- Exercise brief: Each line containing the string "fetcher" should be copied out of the entries.

BEGIN Records for this task

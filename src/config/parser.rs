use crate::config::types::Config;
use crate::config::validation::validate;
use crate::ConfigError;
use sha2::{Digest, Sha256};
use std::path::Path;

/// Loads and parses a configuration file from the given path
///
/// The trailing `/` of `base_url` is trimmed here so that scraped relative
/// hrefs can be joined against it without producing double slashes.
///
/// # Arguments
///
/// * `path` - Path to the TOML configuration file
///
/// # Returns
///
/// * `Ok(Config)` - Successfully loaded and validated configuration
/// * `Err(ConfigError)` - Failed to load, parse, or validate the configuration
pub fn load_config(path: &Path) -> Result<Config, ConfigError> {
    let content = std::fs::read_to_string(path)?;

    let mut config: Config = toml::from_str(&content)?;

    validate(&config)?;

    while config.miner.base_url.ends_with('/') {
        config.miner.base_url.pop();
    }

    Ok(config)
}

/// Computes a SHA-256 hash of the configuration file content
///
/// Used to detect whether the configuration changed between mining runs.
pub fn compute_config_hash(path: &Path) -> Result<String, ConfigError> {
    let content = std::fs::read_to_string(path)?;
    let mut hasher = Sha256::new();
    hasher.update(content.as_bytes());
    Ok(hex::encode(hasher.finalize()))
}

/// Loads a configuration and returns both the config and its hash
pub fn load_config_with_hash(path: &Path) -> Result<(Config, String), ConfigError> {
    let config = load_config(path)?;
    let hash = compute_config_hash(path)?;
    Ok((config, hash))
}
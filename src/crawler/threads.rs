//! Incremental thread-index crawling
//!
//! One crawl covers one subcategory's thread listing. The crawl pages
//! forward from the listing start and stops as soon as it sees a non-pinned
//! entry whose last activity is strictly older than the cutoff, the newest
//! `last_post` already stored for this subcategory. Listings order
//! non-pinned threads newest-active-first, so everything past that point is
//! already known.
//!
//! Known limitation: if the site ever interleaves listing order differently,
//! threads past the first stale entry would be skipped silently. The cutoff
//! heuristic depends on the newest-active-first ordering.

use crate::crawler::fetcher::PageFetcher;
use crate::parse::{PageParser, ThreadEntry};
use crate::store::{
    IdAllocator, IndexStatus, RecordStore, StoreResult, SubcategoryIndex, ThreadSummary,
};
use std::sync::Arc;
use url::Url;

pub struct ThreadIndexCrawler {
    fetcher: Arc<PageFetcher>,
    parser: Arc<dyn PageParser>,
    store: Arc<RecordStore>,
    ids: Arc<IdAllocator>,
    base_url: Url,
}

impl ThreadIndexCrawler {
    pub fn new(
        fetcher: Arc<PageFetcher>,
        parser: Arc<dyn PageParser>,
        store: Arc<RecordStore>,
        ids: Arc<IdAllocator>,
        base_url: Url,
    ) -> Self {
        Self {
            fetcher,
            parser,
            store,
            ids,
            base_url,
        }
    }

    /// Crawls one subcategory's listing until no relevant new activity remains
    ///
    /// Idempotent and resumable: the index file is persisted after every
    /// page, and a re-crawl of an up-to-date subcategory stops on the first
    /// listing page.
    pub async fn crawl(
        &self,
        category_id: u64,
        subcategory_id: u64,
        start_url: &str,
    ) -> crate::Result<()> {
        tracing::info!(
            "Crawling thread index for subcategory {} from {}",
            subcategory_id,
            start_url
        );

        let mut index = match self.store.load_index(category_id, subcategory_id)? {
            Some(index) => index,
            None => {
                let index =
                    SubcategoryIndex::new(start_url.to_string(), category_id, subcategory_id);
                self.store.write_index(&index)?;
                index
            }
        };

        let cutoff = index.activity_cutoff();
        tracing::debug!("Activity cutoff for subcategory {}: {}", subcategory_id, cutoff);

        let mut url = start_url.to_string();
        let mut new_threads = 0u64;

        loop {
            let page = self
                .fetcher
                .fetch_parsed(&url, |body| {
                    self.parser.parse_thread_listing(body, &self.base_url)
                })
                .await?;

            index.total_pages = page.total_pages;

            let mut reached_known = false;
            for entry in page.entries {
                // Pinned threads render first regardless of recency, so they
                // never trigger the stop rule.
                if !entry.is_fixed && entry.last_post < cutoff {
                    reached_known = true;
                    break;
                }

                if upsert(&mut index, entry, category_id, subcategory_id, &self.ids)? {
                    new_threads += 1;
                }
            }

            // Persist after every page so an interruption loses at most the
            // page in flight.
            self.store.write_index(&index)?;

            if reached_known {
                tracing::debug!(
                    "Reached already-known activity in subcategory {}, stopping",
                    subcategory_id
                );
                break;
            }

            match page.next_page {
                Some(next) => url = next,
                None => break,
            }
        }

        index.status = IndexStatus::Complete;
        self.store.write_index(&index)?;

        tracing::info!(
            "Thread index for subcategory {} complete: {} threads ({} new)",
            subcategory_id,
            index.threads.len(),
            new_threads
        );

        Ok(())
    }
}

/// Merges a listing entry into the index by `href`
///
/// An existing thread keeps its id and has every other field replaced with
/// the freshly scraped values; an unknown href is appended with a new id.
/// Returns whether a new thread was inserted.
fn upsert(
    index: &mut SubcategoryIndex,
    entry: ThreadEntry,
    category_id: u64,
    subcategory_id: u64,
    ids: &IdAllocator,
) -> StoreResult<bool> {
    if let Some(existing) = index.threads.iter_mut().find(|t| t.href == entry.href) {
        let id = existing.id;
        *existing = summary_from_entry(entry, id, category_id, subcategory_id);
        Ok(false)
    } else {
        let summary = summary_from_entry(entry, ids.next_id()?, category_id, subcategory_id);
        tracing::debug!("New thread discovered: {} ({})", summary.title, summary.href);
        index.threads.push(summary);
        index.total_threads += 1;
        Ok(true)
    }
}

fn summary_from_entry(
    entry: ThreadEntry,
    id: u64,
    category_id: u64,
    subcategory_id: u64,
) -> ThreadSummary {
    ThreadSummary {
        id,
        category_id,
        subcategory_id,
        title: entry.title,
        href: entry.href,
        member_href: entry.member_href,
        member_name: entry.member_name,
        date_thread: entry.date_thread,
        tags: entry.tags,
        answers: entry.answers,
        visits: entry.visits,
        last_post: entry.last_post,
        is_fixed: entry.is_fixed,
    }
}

END Records for this task

- Solution below:
use crate::crawler::fetcher::PageFetcher;
    fetcher: Arc<PageFetcher>,
        fetcher: Arc<PageFetcher>,
            fetcher,
                .fetcher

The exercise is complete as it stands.